Cell surface expression of mutant HAs analyzed by FACS. Cos-1 cells (60% confluency) were transfected with 2 μg of purified plasmid DNA per well of a 6-well tissue culture plate with Lipofectamine (Gibco). The cells and transfection mixture were incubated for 5 h at 37°C, after which the transfection medium was replaced with 2 ml of Opti-Mem medium (Life Technologies, Inc.) containing 5% fetal calf serum (FCS). The cells were then incubated for 40 h at 37°C. Cells expressing HA were washed with PBS, treated with Vibrio cholerae sialidase (5.5 milliunits/ml; Life Technologies, Inc.) for 1 h at 37°C (which abolishes the susceptibility of cells to influenza virus infection) to remove sialic acid from the HA, which interferes with receptor recognition (17), and then maintained in suspension following trypsinization.
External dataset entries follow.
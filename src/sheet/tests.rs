use super::*;
use chrono::TimeZone;
use std::io::{Cursor, Read};

fn read_part(bytes: &[u8], name: &str) -> String {
    let mut archive = zip::ZipArchive::new(Cursor::new(bytes)).unwrap();
    let mut file = archive.by_name(name).unwrap();
    let mut content = String::new();
    file.read_to_string(&mut content).unwrap();
    content
}

fn sample_products() -> Vec<ProductRecord> {
    vec![
        ProductRecord::new(100, "796")
            .with_full_name("Аспирин")
            .with_trade_mark("Bayer")
            .with_classification_code("21.20.11.110")
            .with_country_name("Германия"),
        ProductRecord::new(2, "778").with_full_name("R&D <sample>"),
    ]
}

#[test]
fn test_package_contains_sheet_parts() {
    let bytes = WorkbookExporter::new().export(&sample_products()).unwrap();
    let archive = zip::ZipArchive::new(Cursor::new(bytes.as_slice())).unwrap();
    let names: Vec<&str> = archive.file_names().collect();

    for part in [
        "[Content_Types].xml",
        "docProps/core.xml",
        "xl/workbook.xml",
        "xl/styles.xml",
        "xl/sharedStrings.xml",
        "xl/worksheets/sheet1.xml",
    ] {
        assert!(names.contains(&part), "missing part {part}");
    }
}

#[test]
fn test_worksheet_rows() {
    let bytes = WorkbookExporter::new().export(&sample_products()).unwrap();
    let sheet = read_part(&bytes, "xl/worksheets/sheet1.xml");
    let strings = read_part(&bytes, "xl/sharedStrings.xml");

    assert_eq!(sheet.matches("<row ").count(), 3);
    assert!(sheet.contains(r#"<c r="A2"><v>100</v></c>"#));
    assert!(sheet.contains(r#"<c r="A3"><v>2</v></c>"#));
    assert!(strings.contains("<t>№ п/п</t>"));
    assert!(strings.contains("<t>796</t>"));
    assert!(strings.contains("<t>Аспирин</t>"));
    assert!(strings.contains("<t>Bayer</t>"));
}

#[test]
fn test_empty_fields_leave_cells_blank() {
    let bytes = WorkbookExporter::new().export(&sample_products()).unwrap();
    let sheet = read_part(&bytes, "xl/worksheets/sheet1.xml");

    // Second product only carries index, unit and name
    assert!(sheet.contains(r#"<c r="B3""#));
    assert!(sheet.contains(r#"<c r="H3""#));
    assert!(!sheet.contains(r#"<c r="I3""#));
    assert!(!sheet.contains(r#"<c r="C3""#));
}

#[test]
fn test_text_is_escaped() {
    let bytes = WorkbookExporter::new().export(&sample_products()).unwrap();
    let strings = read_part(&bytes, "xl/sharedStrings.xml");
    assert!(strings.contains("R&amp;D &lt;sample&gt;"));
}

#[test]
fn test_control_characters_survive_rendering() {
    let products = vec![ProductRecord::new(1, "796").with_full_name("a\u{1}b")];
    let bytes = WorkbookExporter::new().export(&products).unwrap();
    let strings = read_part(&bytes, "xl/sharedStrings.xml");
    assert!(!strings.contains('\u{1}'));
    assert!(strings.contains("<t>a"));
}

#[test]
fn test_empty_product_list_writes_header_only() {
    let bytes = WorkbookExporter::new().export(&[]).unwrap();
    let sheet = read_part(&bytes, "xl/worksheets/sheet1.xml");
    assert_eq!(sheet.matches("<row ").count(), 1);
    assert_eq!(sheet.matches("<c ").count(), SheetColumn::ALL.len());
}

#[test]
fn test_header_is_bold_by_default() {
    let bytes = WorkbookExporter::new().export(&[]).unwrap();
    let styles = read_part(&bytes, "xl/styles.xml");
    assert!(styles.contains("<b/>"));
}

#[test]
fn test_header_can_be_plain() {
    let config = WorkbookConfig {
        bold_header: false,
        auto_size_columns: false,
        ..Default::default()
    };
    let bytes = WorkbookExporter::with_config(config).export(&[]).unwrap();
    let styles = read_part(&bytes, "xl/styles.xml");
    let sheet = read_part(&bytes, "xl/worksheets/sheet1.xml");
    assert!(!styles.contains("<b/>"));
    assert!(!sheet.contains("<cols>"));
}

#[test]
fn test_columns_are_auto_sized() {
    let bytes = WorkbookExporter::new().export(&sample_products()).unwrap();
    let sheet = read_part(&bytes, "xl/worksheets/sheet1.xml");
    assert!(sheet.contains("<cols>"));
    assert!(sheet.contains("customWidth=\"1\""));
}

#[test]
fn test_sheet_name_and_timestamp() {
    let created = Utc.with_ymd_and_hms(2024, 3, 1, 12, 30, 0).unwrap();
    let config = WorkbookConfig::default()
        .with_sheet_name("Catalog")
        .with_created(created);
    let bytes = WorkbookExporter::with_config(config).export(&[]).unwrap();

    let workbook = read_part(&bytes, "xl/workbook.xml");
    assert!(workbook.contains(r#"name="Catalog""#));

    let core = read_part(&bytes, "docProps/core.xml");
    assert!(core.contains("2024-03-01T12:30:00Z"));
    assert!(core.contains("catalog2xlsx"));
}

#[test]
fn test_default_sheet_name() {
    let bytes = WorkbookExporter::new().export(&[]).unwrap();
    let workbook = read_part(&bytes, "xl/workbook.xml");
    assert!(workbook.contains(DEFAULT_SHEET_NAME));
}

#[test]
fn test_invalid_sheet_names() {
    let too_long = "x".repeat(32);
    for name in ["", "   ", "a/b", "[x]", "what?", "'quoted'", too_long.as_str()] {
        let config = WorkbookConfig::default().with_sheet_name(name);
        let err = WorkbookExporter::with_config(config).export(&[]).unwrap_err();
        assert!(matches!(err, SheetError::InvalidSheetName { .. }), "{name:?} accepted");
    }
    assert!(validate_sheet_name(&"я".repeat(31)).is_ok());
}

#[test]
fn test_column_values() {
    let product = ProductRecord::new(5, "796").with_full_name("Name");
    assert_eq!(SheetColumn::SequenceIndex.value(&product), CellValue::Number(5));
    assert_eq!(SheetColumn::FullName.value(&product), CellValue::Text("Name"));
    assert_eq!(SheetColumn::ALL[0], SheetColumn::SequenceIndex);
}
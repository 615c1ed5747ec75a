use anyhow::{Context, Result};
use std::fs::File;
use std::io::BufReader;
use std::path::PathBuf;

use catalog2xlsx::catalog::parse_reader;
use catalog2xlsx::models::ProductRecord;
use catalog2xlsx::sheet::{CellValue, SheetColumn};

const PREVIEW_WIDTH: usize = 40;

/// Parse a catalog and print the extracted products
pub fn run(input: PathBuf, json: bool) -> Result<()> {
    if !input.exists() {
        anyhow::bail!("Input file does not exist: {}", input.display());
    }

    let file = File::open(&input).context("Failed to open input file")?;
    let products = parse_reader(BufReader::new(file))
        .with_context(|| format!("Failed to parse catalog: {}", input.display()))?;

    if json {
        let body = serde_json::to_string_pretty(&products).context("Failed to encode products")?;
        println!("{}", body);
        return Ok(());
    }

    println!("Catalog: {}", input.display());
    println!("Products: {}", products.len());
    println!();
    for (i, product) in products.iter().enumerate() {
        print_product(i + 1, product);
    }

    Ok(())
}

fn print_product(position: usize, product: &ProductRecord) {
    #[cfg(feature = "colorized_output")]
    println!("{}", console::style(format!("Product #{}", position)).bold().cyan());

    #[cfg(not(feature = "colorized_output"))]
    println!("Product #{}", position);

    for column in SheetColumn::ALL {
        let value = match column.value(product) {
            CellValue::Number(n) => n.to_string(),
            CellValue::Text(text) => preview(text),
        };
        if !value.is_empty() {
            println!("  {}: {}", column.header(), value);
        }
    }
    println!();
}

fn preview(text: &str) -> String {
    if text.chars().count() > PREVIEW_WIDTH {
        let head: String = text.chars().take(PREVIEW_WIDTH).collect();
        format!("{}... ({} chars)", head, text.chars().count())
    } else {
        text.to_string()
    }
}

#[cfg(test)]
mod tests {
    use super::*;

    #[test]
    fn test_preview_truncates_on_char_boundaries() {
        assert_eq!(preview("short"), "short");
        let long = "я".repeat(50);
        let shown = preview(&long);
        assert!(shown.starts_with(&"я".repeat(PREVIEW_WIDTH)));
        assert!(shown.ends_with("(50 chars)"));
    }

    #[test]
    fn test_missing_input_is_an_error() {
        assert!(run(PathBuf::from("/nonexistent/catalog.xml"), false).is_err());
    }
}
Cells were spun down, washed twice with PBS containing 10% FCS, and then resuspended in PBS containing 10% FCS and an anti-H3 HA monoclonal antibody (S11/4, S28/1, S37/2, and 121/1) pool (diluted 1:400). After a 1-h incubation at 4°C, the cells were washed twice with PBS containing 10% FCS, and then incubated with fluorescein isothiocynate-labeled goat anti-mouse immunoglobulin (diluted 1:20 in PBS containing 10% FCS) (Boehringer Mannheim Biochemicals) for 30 min at 4°C. The cells were washed twice as before and then fixed in PBS containing 3.7% paraformaldehyde for 20 min at 4°C. Cells were centrifuged, resuspended in PBS containing 10% FCS, and stored at 4°C until analyzed by FACS with a FACScan (Becton Dickinson). The relative expression levels presented are based on mean values of fluorescence intensity. Experiments were repeated three times, and representative data are shown.